Does `Dataset.map(..., batched=True, batch_size=N)` save the original order?

Hi. I have a dataset:

Dataset({
    features: ['text', 'request_index'],
    num_rows: 1000
})

The dataset contains 1000 rows for N request_index. I want to build embeddings using batched Dataset.map:

def _get_embeddings(self, texts: t.List[str]) -> t.Dict[str, Tensor]:
    encoded_input = self.tokenizer(texts, padding=True, truncation=True, return_tensors='pt')

    with torch.no_grad():
        encoded_input = { k: v.to(self.device) for k, v in encoded_input.items() }
        model_output = self.model(**encoded_input)

    return model_output.pooler_output.tolist()
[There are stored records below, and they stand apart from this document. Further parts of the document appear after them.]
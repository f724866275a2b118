//! Reconciliation: overwrite with authoritative state, then replay.

use crate::entity::TickExecution;
use crate::error::SimulationError;
use crate::gravity::{GravityTarget, ReplayContext};
use crate::history::HistoryEntry;
use crate::simulation::{PeerRole, Simulation, TickKind};
use crate::snapshot::ReconciliationSnapshot;

/// What applying a snapshot did.
#[derive(Debug, Clone, Copy, PartialEq, Eq)]
pub enum ReconcileOutcome {
    /// The authority does not reconcile against itself.
    Ignored,
    /// Older than (or the same as) a snapshot already applied.
    Stale,
    /// State overwritten and `replayed` buffered ticks re-simulated.
    Applied { replayed: usize },
}

impl Simulation {
    /// Apply an authoritative snapshot and replay every buffered tick after
    /// it, oldest first.
    ///
    /// Stale and duplicate snapshots are dropped silently. A snapshot ahead
    /// of the local tick is applied without replay.
    pub fn apply_snapshot(&mut self, snapshot: &ReconciliationSnapshot) -> Result<ReconcileOutcome, SimulationError> {
        if self.role() == PeerRole::Server {
            log::debug!("authority ignoring snapshot for entity {}", snapshot.entity);
            return Ok(ReconcileOutcome::Ignored);
        }

        let index = self.index_of(snapshot.entity)?;
        let current = self.current_tick();
        let role = self.role();
        let delta_time = self.config.delta_time();
        let entity = &mut self.entities[index];

        if entity.last_snapshot_tick.is_some_and(|last| snapshot.tick <= last) {
            log::trace!(
                "discarding stale snapshot for entity {} tick {} (applied {:?})",
                entity.id,
                snapshot.tick,
                entity.last_snapshot_tick
            );
            return Ok(ReconcileOutcome::Stale);
        }

        snapshot.apply_to(entity);
        entity.last_snapshot_tick = Some(snapshot.tick);

        let entries: Vec<HistoryEntry> = entity.history.entries_after(snapshot.tick).copied().collect();
        entity.history.discard_up_to(snapshot.tick);
        entity.history.mark_replayed_after(snapshot.tick);

        if snapshot.tick >= current {
            if snapshot.tick > current {
                log::debug!(
                    "snapshot for entity {} tick {} is ahead of local tick {}",
                    entity.id,
                    snapshot.tick,
                    current
                );
            }
            return Ok(ReconcileOutcome::Applied { replayed: 0 });
        }

        log::debug!("replaying entity {} ticks {}..={}", entity.id, snapshot.tick + 1, current);

        let context = ReplayContext::replay(entity.id, snapshot.tick, current);
        let mut events = Vec::new();
        let mut expected = snapshot.tick + 1;
        let mut replayed = 0;

        for entry in &entries {
            if entry.tick != expected {
                log::warn!(
                    "input history gap for entity {}: expected tick {}, found {}",
                    entity.id,
                    expected,
                    entry.tick
                );
            }
            expected = entry.tick + 1;

            let execution = TickExecution {
                tick: entry.tick,
                kind: if entry.fresh {
                    TickKind::ReplayedCreated
                } else {
                    TickKind::Replayed
                },
                role,
                delta_time,
                pinned_look: entity.is_controlled().then_some(entry.look),
                context,
            };

            if let Err(source) = entity.execute(&entry.input, &execution, &self.stepper, &mut self.volumes, &mut events) {
                log::error!("entity {} failed replaying tick {}: {}", entity.id, entry.tick, source);
                break;
            }
            replayed += 1;
        }

        log::debug!("replayed {} ticks for entity {}", replayed, entity.id);

        if let Some(gravity) = self.volumes.take_deferred(entity.id) {
            log::debug!("applying gravity {} deferred during replay of entity {}", gravity, entity.id);
            entity.set_gravity(gravity, &ReplayContext::live());
        }

        self.dispatch(&events);
        Ok(ReconcileOutcome::Applied { replayed })
    }
}
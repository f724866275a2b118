//! Authoritative state snapshots.

use glam::Vec3;
use serde::{Deserialize, Serialize};
use vantage_physics::{LookRotation, PhysicalState, Tick};

use crate::entity::{Entity, EntityId};

/// Everything a follower needs to resynchronise one entity at one tick.
///
/// Built by the authority after the tick completes and treated as an
/// immutable message from then on.
#[derive(Debug, Clone, Copy, PartialEq, Serialize, Deserialize)]
pub struct ReconciliationSnapshot {
    pub entity: EntityId,
    pub tick: Tick,
    pub physical: PhysicalState,
    pub jump_count: u32,
    /// Gravity override in effect.
    pub gravity: Vec3,
    pub look: LookRotation,
    pub crouch_height: f32,
    pub crouch_intent: bool,
}

impl ReconciliationSnapshot {
    /// Capture the current state of `entity` as the result of `tick`.
    pub fn capture(entity: &Entity, tick: Tick) -> Self {
        Self {
            entity: entity.id,
            tick,
            physical: entity.physical,
            jump_count: entity.pawn.jump_count,
            gravity: entity.pawn.gravity_override,
            look: entity.pawn.look,
            crouch_height: entity.pawn.crouch_height,
            crouch_intent: entity.pawn.crouch_intent,
        }
    }

    /// Overwrite the entity's state with this snapshot.
    ///
    /// Physical state, jump count and gravity are written verbatim (a
    /// gravity change here does not pause the ground constraint). Look and
    /// crouch are only taken for entities this peer does not control.
    pub fn apply_to(&self, entity: &mut Entity) {
        entity.physical = self.physical;
        entity.pawn.jump_count = self.jump_count;
        entity.pawn.gravity_override = self.gravity;

        if !entity.is_controlled() {
            entity.pawn.look = self.look;
            entity.pawn.crouch_height = self.crouch_height;
            entity.pawn.crouch_intent = self.crouch_intent;
        }
    }
}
predictions = dataset.map(
    lambda x: {
        'embeddings': self._get_embeddings(x['text']),
        'request_index': x['request_index'],
    },
    batched=True,
    batch_size=4,)

After that I have to group embeddings by request_index:

{
    0: [ embedding1, embedding2, ... ],
    1: [ embedding3 ],
    ...
}

The problem is I couldn’t find any information about order in the dataset after batched map method.

As the documentation says batched map method calls map callback for each batch in parallel. So I’m not sure that every time I will get the same order as in the original dataset.

Yes, map always preserves the original order, even with num_proc > 1.